Foreword
This is a proposal for a MeeGo project policy of how best practices of working should be like for MeeGo groups, teams, WGs and appointed groups of people (an example could be architects).
The proposal was brought about due to perceived problems of open development in the project. Instead of pointing fingers and pointing out flaws, a constructive path was taken instead, this proposal. To help to create the vision of a MeeGo project working as described in valhalla's post:
"Yet MeeGo operations are expected and designed to be completely transparent - R&D in the public internet". "Herding the teams to go public will be a big task for Imad, me and others, no doubt. So, this is where we need your help. Please make this happen with us by maintaining constructive dialogue, together finding out the MeeGo way-of-working and being patient and encouraging with newbies not to scare them back inside corporate firewalls"
In the following, team/group/WGs/appointed groups of people is shorted to
'team'. MeeGo project is defined as any direct work going into the open MeeGo project.
Contact person for proposal: Carsten Munk, maemo.org distmaster, Stskeeps on IRC.
Introduction
Imagine a team distributed all over the globe, coming from very different backgrounds, company affiliations, etc. This team picks up new members from the set of people contributing to the part of the MeeGo project the team is responsible for.
Now, imagine how this team would work together and how to make their work easier picking up new members - and encouraging new contributors.
This is how a typical MeeGo team would be like.
While most of this is obvious to people who have been working 'in the open' before, this is a list of Do and Don'ts to help teams to work in the open and for a standard for teams to be held against.
Some teams may be exempted from these best practices by public decision by TSG, an example could be security teams, etc. In the following, publically accessible is defined as 'read-only', with write access decided within the team.
The primary idea is that everything (common sense limiting) should be publically available so that everyone can be an equal participant in the process, limited only by their personal skills, time and resources.
Policy scope
The scope of this policy of best practices is any team organised underneath the MeeGo umbrella which works with the public MeeGo project.
Communication
Do's:
Have your team communication be:
- on a dedicated meego.com mailing list (archived, listed), and/or on forums.meego.com
- or on a IRC channel or Jabber MUC chat room (logged, listed, publically accessible and except for good reason, non-moderated)
- This encourages participation by outsiders and transparency in the team work.
- In English except if your team purpose is specific to a certain language/location.
Have your team meetings be at, in order of preference, best to worst:
- Nowhere! Don't have one! It is very difficult to get people across many timezones together, so take this into consideration when making a meeting agenda
- IRC meetings in #meego-meeting on irc.freenode.net, logged and managed by the IRC meeting bot, and announced with agenda publicly at least 48 hours in advance.
- Teleconference with public minutes, ideally recorded and publically downloadable.
- A physical location with public minutes, ideally recorded and publically downloadable, preferably during a conference with a large number of MeeGo community members in attendance, or in a co-ordinated hackfest or summit.
Don'ts:
Have your team communication be:
- on private mailing lists - this discourages participation by non-team members
- company chatrooms - this discourages participations by people from other companies.

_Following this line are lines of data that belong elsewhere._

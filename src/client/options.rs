//! Client configuration.

use crate::error::{NotifyError, NotifyResult};
use std::time::Duration;

/// Options for building a [`NotificationClient`](super::NotificationClient)
#[derive(Debug, Clone, PartialEq, Eq)]
pub struct ClientOptions {
    /// Base URL of the service, without the `/v2` prefix
    pub base_url: String,

    /// Whole-request timeout
    pub timeout: Duration,

    /// TCP connect timeout
    pub connect_timeout: Duration,
}

impl ClientOptions {
    /// Production base URL
    pub const DEFAULT_BASE_URL: &'static str = "https://api.notifications.service.gov.uk";

    pub const DEFAULT_TIMEOUT: Duration = Duration::from_secs(30);

    pub const DEFAULT_CONNECT_TIMEOUT: Duration = Duration::from_secs(10);

    pub fn new(base_url: impl Into<String>) -> Self {
        Self {
            base_url: base_url.into(),
            ..Self::default()
        }
    }

    pub fn timeout(mut self, timeout: Duration) -> Self {
        self.timeout = timeout;
        self
    }

    pub fn connect_timeout(mut self, connect_timeout: Duration) -> Self {
        self.connect_timeout = connect_timeout;
        self
    }

    /// Both timeouts must be non-zero; a zero timeout fails every request
    pub fn validate(&self) -> NotifyResult<()> {
        if self.timeout.is_zero() {
            return Err(NotifyError::configuration("timeout must be greater than zero"));
        }
        if self.connect_timeout.is_zero() {
            return Err(NotifyError::configuration(
                "connect_timeout must be greater than zero",
            ));
        }
        Ok(())
    }
}

impl Default for ClientOptions {
    fn default() -> Self {
        Self {
            base_url: Self::DEFAULT_BASE_URL.to_string(),
            timeout: Self::DEFAULT_TIMEOUT,
            connect_timeout: Self::DEFAULT_CONNECT_TIMEOUT,
        }
    }
}

#[cfg(test)]
mod tests {
    use super::*;

    #[test]
    fn test_options_defaults() {
        let options = ClientOptions::default();
        assert_eq!(options.base_url, ClientOptions::DEFAULT_BASE_URL);
        assert_eq!(options.timeout, Duration::from_secs(30));
        assert_eq!(options.connect_timeout, Duration::from_secs(10));
    }

    #[test]
    fn test_options_builder() {
        let options = ClientOptions::new("http://localhost:6011")
            .timeout(Duration::from_secs(5))
            .connect_timeout(Duration::from_secs(1));
        assert_eq!(options.base_url, "http://localhost:6011");
        assert_eq!(options.timeout, Duration::from_secs(5));
        assert_eq!(options.connect_timeout, Duration::from_secs(1));
    }

    #[test]
    fn test_zero_timeouts_rejected() {
        assert!(ClientOptions::default().validate().is_ok());

        let err = ClientOptions::default()
            .timeout(Duration::ZERO)
            .validate()
            .unwrap_err();
        assert!(err.to_string().contains("timeout must be greater than zero"));

        let err = ClientOptions::default()
            .connect_timeout(Duration::ZERO)
            .validate()
            .unwrap_err();
        assert!(err.to_string().contains("connect_timeout"));
    }
}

- without minutes or public record - it makes decisions of the past difficult to locate and understand for others
Information sharing
Do's:
Have your team do information sharing through one of more of these tools, not only limited to these public tools:
- For (D)VCS, use meego.gitorious.org
- For wiki, use wiki.meego.com
- For bugtrackers, use bugzilla.meego.com
- For file sharing and repositories, request a sharing area or repository from the meego.com infrastructure team
- For pastebins, use a public one!
Don'ts:
Have your team use:
- non-publically collaboration spaces such as private wikis, private pastebins, private (D)VCS, private file sharing areas, private bugtrackers, private repositories
- - it discourages participation by non-team members, ability to locate information, documentation, source code. It makes your team unable to work together if they are at different companies
Membership
Do's:
- Have your team pick up new members based on merit - it encourages good work and motivates non-team members to contribute and prove their skill.
- Do talk to your manager if your team is currently working internally only on the MeeGo project and think your team work should be be done in the open.
- Ensure that your team is structured in a way to allow evaluation of merit - make public patch review standard practice, have your team do review publicly on a mailing list, and encourage discussion and feedback.
Don'ts:
- Have your new members be chosen alone on affiliation with a company - it ties your team to a certain company and discourages participation by non-team members.
- Allow new employees to be given commit access to the core repository the day they join
- - instead, have new employees walk the same gauntlet of creating bugs in Bugzilla, submitting patches and undergoing code review which everyone else goes through. If it's hard for external contributors to get commit access, it should be hard for new employees too. Consider it an effective trial period with public review, and an opportunity to grow a mentoring program.
Contributions
Do's:
- Treat non-team member contributions with same processes, reviews and respect as team member contributions.
Don'ts:
- Ignore non-team member contributions - this discourages participations by non-members and effectively reduces their ability to prove their skill.